-- TASK GOAL --
Stop after the line that contains "const KEYWORD_WEIGHT: f64 = 0.3;"; until then, restate each line of the entries word for word from the very first.

-- DATA RECORDS --
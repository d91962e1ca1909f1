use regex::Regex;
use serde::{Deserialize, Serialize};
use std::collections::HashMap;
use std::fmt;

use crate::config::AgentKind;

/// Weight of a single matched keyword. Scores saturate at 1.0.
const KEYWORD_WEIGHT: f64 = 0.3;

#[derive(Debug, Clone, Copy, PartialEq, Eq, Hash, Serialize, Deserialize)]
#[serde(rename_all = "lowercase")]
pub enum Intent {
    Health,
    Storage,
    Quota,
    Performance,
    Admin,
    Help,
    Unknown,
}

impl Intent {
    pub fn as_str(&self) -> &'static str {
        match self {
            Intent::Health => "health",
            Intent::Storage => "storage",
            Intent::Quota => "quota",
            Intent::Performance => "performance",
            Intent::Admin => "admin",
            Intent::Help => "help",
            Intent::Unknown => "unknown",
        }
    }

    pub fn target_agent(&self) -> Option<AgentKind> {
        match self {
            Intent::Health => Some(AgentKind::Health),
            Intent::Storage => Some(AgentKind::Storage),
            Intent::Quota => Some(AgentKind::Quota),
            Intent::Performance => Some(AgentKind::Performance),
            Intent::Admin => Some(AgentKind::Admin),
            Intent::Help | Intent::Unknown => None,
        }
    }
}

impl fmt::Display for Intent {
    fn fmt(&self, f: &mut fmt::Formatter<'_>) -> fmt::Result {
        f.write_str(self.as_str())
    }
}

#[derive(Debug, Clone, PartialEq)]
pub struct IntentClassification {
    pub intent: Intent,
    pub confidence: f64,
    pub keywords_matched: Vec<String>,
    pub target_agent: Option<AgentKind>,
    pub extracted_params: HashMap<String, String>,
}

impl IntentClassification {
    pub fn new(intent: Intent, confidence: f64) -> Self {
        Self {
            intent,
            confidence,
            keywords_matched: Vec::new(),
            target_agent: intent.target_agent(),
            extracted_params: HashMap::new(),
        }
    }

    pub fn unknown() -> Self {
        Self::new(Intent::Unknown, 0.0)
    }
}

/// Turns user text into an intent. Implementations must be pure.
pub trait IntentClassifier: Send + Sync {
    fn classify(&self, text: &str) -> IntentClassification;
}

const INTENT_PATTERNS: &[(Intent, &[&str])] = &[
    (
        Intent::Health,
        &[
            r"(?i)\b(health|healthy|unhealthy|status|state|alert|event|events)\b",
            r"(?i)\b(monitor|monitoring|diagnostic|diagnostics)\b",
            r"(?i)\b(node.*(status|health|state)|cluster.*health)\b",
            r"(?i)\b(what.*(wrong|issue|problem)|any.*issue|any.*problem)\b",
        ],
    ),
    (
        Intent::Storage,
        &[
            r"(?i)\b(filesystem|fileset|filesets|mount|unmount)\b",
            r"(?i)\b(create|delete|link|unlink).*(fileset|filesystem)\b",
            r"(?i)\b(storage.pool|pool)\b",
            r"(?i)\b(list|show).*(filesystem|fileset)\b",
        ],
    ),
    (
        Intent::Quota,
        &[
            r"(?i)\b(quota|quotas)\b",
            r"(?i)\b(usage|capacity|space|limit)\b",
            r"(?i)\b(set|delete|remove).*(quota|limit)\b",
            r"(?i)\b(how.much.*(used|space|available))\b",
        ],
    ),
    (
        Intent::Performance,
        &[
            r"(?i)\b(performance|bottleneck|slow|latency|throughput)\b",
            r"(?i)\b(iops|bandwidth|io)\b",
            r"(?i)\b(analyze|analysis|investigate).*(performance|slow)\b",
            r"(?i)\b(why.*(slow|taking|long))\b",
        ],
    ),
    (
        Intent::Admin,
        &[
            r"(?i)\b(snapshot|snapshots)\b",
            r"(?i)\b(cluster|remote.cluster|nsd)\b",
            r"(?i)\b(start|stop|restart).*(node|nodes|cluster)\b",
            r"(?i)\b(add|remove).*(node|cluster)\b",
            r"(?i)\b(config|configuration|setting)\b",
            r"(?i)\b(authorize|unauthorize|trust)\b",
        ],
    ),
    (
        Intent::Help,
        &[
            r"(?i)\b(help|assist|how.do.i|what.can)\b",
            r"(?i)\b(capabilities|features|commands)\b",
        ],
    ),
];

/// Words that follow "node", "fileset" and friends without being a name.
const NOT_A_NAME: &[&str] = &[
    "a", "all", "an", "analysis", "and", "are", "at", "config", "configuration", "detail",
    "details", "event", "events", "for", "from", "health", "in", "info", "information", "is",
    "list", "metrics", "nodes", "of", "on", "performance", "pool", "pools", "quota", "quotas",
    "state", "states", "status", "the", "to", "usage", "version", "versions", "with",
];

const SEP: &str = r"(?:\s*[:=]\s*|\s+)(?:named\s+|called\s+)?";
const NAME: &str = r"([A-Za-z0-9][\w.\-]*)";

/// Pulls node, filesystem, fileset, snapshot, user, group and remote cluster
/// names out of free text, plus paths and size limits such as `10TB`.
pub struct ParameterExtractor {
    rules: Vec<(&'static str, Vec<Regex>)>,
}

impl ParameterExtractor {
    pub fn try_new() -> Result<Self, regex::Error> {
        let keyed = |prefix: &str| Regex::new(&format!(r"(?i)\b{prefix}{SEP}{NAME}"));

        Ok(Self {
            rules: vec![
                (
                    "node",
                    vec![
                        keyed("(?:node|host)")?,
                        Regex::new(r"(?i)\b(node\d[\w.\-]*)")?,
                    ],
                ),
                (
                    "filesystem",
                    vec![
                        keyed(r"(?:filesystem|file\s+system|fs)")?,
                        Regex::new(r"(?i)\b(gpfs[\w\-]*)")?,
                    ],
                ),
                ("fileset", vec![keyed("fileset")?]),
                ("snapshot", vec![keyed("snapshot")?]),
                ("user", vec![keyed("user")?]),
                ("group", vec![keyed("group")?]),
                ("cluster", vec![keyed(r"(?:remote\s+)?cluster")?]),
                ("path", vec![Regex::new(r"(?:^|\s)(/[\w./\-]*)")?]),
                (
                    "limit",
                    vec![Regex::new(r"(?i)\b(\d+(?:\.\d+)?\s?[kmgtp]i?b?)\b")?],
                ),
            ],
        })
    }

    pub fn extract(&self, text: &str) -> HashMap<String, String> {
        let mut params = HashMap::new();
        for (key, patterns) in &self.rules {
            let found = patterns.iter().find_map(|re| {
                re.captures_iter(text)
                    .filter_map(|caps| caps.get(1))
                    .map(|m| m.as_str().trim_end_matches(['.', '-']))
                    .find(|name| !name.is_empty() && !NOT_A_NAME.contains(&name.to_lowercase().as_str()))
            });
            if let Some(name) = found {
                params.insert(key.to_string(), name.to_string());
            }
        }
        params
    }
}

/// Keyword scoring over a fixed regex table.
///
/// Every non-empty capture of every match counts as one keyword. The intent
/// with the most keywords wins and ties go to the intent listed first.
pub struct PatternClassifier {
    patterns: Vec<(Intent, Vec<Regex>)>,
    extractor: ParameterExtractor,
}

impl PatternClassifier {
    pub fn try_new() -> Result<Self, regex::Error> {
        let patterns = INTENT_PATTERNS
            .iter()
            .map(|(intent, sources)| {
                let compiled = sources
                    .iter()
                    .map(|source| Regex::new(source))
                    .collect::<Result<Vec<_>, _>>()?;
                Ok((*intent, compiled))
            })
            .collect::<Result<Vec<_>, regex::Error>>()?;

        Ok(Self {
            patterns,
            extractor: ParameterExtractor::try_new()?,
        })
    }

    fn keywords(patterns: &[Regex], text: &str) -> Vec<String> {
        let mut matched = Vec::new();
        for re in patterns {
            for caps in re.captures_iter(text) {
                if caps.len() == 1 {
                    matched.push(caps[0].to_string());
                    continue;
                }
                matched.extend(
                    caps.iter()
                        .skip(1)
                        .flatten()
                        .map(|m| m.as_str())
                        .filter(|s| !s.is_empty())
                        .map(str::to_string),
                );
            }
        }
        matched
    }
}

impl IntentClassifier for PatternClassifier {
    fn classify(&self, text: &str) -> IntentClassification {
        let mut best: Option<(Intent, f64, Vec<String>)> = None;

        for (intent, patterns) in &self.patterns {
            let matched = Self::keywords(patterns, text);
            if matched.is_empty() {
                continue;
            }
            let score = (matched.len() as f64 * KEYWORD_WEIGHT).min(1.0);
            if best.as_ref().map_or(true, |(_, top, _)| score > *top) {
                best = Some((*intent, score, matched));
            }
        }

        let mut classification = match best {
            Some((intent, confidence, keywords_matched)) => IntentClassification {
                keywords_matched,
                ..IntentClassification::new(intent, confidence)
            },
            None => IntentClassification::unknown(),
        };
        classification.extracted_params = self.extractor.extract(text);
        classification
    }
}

-- EXERCISE SOLUTION --
repository d91962e1ca1909f1
use regex::Regex;
use serde::{Deserialize, Serialize};
use std::collections::HashMap;
use std::fmt;

use crate::config::AgentKind;

/// Weight of a single matched keyword. Scores saturate at 1.0.
const KEYWORD_WEIGHT: f64 = 0.3;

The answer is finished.